Whenever a line of the data below holds the string "walk", copy that line.
Start of PROVIDED DATA
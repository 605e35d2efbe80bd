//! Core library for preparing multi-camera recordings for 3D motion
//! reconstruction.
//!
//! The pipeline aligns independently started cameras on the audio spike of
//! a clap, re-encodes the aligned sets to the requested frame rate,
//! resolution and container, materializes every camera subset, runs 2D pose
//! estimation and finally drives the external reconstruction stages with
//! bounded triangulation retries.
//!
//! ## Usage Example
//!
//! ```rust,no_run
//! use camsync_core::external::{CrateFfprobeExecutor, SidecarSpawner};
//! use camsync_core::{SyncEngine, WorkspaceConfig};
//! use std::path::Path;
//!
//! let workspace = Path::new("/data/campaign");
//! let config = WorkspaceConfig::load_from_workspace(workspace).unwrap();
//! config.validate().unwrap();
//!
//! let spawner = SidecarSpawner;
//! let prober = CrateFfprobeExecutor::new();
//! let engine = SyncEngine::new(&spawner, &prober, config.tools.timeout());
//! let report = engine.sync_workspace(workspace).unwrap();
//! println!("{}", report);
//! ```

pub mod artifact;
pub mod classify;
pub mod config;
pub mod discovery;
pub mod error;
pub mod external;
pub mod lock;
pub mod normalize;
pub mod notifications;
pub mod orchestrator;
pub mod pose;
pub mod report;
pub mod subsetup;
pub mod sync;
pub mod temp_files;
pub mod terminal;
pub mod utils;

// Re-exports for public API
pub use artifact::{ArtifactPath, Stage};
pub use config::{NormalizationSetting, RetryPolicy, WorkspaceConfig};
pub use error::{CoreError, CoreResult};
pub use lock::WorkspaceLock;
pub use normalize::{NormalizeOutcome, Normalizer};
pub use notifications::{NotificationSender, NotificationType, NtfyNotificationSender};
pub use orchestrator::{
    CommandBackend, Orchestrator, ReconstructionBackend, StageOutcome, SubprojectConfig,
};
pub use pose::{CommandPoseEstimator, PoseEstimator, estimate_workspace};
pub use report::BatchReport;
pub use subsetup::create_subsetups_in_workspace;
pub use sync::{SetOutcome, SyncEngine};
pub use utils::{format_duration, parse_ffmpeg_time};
End of PROVIDED DATA
Start of PROVIDED DATA
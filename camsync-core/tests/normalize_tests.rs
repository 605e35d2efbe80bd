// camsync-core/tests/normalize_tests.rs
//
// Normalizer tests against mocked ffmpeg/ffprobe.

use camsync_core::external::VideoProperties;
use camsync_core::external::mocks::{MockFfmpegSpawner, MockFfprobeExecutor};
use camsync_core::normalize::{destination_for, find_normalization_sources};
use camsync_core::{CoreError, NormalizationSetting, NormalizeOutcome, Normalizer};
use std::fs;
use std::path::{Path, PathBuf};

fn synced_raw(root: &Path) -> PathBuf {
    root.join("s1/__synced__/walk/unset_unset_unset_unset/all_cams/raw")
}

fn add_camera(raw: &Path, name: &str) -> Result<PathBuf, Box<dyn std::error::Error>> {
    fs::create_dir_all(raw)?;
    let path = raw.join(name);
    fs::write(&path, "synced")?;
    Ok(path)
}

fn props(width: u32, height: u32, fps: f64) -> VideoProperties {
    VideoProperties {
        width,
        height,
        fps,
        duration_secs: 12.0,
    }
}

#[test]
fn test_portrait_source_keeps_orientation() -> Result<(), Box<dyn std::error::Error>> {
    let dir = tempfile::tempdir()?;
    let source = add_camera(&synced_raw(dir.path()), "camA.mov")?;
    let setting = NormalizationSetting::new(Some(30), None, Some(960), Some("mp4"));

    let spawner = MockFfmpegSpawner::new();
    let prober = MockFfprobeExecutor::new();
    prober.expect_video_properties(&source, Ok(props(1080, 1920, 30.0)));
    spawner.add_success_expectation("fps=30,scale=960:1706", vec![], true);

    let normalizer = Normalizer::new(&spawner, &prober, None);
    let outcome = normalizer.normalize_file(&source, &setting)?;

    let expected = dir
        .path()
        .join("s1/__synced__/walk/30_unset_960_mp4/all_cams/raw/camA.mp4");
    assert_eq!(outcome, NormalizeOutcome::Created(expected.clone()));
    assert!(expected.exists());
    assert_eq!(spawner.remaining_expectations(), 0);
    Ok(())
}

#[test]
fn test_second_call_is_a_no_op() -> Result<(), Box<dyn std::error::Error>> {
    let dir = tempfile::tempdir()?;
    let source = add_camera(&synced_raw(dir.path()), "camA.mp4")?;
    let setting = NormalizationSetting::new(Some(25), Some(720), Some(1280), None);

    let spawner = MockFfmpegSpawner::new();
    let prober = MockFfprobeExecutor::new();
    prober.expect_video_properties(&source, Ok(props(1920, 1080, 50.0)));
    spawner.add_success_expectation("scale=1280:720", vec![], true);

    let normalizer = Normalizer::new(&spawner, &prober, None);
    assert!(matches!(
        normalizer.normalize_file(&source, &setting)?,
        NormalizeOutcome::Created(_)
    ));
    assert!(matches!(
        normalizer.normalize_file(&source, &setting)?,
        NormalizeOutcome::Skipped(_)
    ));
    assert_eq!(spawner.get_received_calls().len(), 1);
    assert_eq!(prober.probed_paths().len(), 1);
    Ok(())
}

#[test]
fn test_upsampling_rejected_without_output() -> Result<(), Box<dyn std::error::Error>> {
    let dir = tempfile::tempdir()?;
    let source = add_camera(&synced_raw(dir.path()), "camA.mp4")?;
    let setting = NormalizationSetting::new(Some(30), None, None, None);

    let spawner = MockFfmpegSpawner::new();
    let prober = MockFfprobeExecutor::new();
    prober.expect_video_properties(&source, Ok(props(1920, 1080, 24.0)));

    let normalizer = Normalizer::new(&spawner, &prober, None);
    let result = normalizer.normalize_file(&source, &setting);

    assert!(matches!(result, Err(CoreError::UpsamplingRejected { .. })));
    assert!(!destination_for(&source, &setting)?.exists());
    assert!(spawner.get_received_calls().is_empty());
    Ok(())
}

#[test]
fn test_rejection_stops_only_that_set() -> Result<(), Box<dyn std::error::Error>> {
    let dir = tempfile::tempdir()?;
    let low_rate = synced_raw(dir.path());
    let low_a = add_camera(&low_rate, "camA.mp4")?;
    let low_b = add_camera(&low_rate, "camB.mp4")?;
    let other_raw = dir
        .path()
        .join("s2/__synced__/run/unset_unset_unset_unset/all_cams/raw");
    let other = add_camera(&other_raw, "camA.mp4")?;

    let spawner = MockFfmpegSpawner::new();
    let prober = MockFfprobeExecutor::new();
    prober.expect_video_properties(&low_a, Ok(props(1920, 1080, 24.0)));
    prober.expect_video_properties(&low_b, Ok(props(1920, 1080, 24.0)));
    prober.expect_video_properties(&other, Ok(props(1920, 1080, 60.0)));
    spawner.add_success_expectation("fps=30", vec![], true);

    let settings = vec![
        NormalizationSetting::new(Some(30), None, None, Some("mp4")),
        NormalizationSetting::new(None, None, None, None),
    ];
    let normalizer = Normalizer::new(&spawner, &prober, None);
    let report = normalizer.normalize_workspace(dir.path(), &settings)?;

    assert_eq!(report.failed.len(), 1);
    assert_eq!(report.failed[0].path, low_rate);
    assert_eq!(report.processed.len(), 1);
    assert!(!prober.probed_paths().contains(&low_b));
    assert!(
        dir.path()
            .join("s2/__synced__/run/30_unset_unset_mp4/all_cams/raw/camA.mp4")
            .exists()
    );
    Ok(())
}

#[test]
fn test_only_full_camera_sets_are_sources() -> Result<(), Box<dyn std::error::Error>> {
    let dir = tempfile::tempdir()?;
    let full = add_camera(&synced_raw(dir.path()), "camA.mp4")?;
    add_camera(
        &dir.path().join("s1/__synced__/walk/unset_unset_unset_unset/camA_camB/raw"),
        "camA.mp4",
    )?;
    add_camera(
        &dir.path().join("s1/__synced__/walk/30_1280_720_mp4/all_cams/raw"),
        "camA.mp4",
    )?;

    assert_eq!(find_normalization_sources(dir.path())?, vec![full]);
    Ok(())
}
End of PROVIDED DATA
__OUTPUT OF THE TASK__:
    root.join("s1/__synced__/walk/unset_unset_unset_unset/all_cams/raw")
        .join("s1/__synced__/walk/30_unset_960_mp4/all_cams/raw/camA.mp4");
        &dir.path().join("s1/__synced__/walk/unset_unset_unset_unset/camA_camB/raw"),
        &dir.path().join("s1/__synced__/walk/30_1280_720_mp4/all_cams/raw"),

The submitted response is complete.